Yes, we shared the same initial thought that you probably might've done too - restore, rather than demolish. But forty-odd years of neglect and the Abruzzo elements had taken their irreparable toll on both properties and we just didn't have either the limitless time or the limitless resources it would've taken to carefully dismantle them stone-by-stone and tile-by-tile and then reassemble them. We'll be reusing and recycling as much as we possibly can from the original structures - but within practical limits.
So now the adventure starts in earnest. On Monday we'll be having an onsite meeting with our architect and engineer Gianmarco and our builders Nunzio and Marco to decide where best to pile-up the demolished houses so Pauline and I can pick through them for salvage without interfering with the start of the build.

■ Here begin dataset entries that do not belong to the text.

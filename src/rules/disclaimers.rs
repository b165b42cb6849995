//! Disclaimer rules
//!
//! Topic keywords that make a legal or informational notice advisable.

/// Results vary between patients
pub const RESULTS: &str = "Os resultados podem variar de pessoa para pessoa.";

/// Informative content, not a medical consultation
pub const CONSULTATION: &str = "Este post é informativo e não substitui uma consulta médica.";

/// Emergency guidance
pub const EMERGENCY: &str = "Em caso de emergência, procure o pronto-socorro mais próximo.";

/// A compiled-in trigger definition
#[derive(Debug, Clone, Copy)]
pub struct DisclaimerDef {
    /// Lowercase substrings
    pub triggers: &'static [&'static str],
    pub disclaimer: &'static str,
}

/// Built-in triggers, in iteration order
pub const TRIGGER_TABLE: &[DisclaimerDef] = &[
    DisclaimerDef {
        triggers: &["tratamento", "procedimento", "estético"],
        disclaimer: RESULTS,
    },
    DisclaimerDef {
        triggers: &["sintomas", "dor", "doença"],
        disclaimer: CONSULTATION,
    },
    DisclaimerDef {
        triggers: &["grave", "súbito", "urgência"],
        disclaimer: EMERGENCY,
    },
];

And with that start will come gradual changes to living in Abruzzo for us; for the www.villasfor2.com site and blog. As the project takes shape, more website pages will come on-line with more details about how to book your holiday for two villa with us, how to get here - and what you'll find when you do.
We hope you'll share our excitement by watching your Abruzzo holidays for two villas take shape over coming months and we look forward to sharing this wonderful part of Italy with you very soon.
For more about great holidays in Abruzzo - go here.





Would be interested in a Vf2 in October 08.
Whats the weather like, how far to the nearest trattoria, is there a local winery, how about walks in hills and valleys, etc ?
Please advise
Brian, Dublin, Ireland
The good news is that the October weather is good and the grape harvest is in full swing. There are at least a dozen places within 5-20m by car to eat well and reasonably and we will be organising winery trips. And there are nearby walks in abundance through some of Italy’s most beautiful scenery.
The less good news is that we won’t be open in time for October 08 - but check back here often, because now work’s starting, we will have an opening date soon.